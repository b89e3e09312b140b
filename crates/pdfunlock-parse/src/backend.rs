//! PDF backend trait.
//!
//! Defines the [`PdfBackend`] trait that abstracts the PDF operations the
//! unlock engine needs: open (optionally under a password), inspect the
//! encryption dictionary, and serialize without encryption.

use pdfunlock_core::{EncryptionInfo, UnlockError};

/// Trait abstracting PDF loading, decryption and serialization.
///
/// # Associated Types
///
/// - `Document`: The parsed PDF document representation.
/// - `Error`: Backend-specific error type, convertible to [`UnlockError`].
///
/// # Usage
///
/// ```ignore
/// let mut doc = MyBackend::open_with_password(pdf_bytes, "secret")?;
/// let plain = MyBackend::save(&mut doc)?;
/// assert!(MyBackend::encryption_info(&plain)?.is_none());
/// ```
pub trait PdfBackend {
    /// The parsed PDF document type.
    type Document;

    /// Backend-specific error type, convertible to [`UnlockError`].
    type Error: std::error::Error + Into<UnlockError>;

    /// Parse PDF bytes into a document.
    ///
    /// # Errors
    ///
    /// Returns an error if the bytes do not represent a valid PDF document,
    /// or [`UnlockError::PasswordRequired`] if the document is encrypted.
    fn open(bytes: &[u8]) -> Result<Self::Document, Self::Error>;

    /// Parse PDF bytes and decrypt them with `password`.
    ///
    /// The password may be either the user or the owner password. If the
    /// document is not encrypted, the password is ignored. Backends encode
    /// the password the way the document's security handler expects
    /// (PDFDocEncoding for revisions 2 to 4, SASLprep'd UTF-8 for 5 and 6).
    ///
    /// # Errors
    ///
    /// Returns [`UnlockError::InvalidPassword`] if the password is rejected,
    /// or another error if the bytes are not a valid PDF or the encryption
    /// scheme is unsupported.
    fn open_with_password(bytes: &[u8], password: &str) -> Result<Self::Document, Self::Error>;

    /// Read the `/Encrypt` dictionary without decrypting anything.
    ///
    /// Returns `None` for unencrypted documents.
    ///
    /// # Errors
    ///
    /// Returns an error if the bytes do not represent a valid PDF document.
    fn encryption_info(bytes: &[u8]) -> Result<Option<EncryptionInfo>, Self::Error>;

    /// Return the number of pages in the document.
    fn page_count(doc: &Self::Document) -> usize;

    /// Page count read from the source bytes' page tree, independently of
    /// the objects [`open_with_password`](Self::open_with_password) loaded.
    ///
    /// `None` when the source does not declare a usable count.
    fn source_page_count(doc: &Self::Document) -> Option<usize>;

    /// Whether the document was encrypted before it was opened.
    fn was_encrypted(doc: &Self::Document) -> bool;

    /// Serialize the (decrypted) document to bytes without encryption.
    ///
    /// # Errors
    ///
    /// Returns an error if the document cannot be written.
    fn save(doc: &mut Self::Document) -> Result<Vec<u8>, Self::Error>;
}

### BRIEF
Where a line of the listing holds the string "PdfBackend", copy that line.

### TASK OUTPUT
//! Defines the [`PdfBackend`] trait that abstracts the PDF operations the
pub trait PdfBackend {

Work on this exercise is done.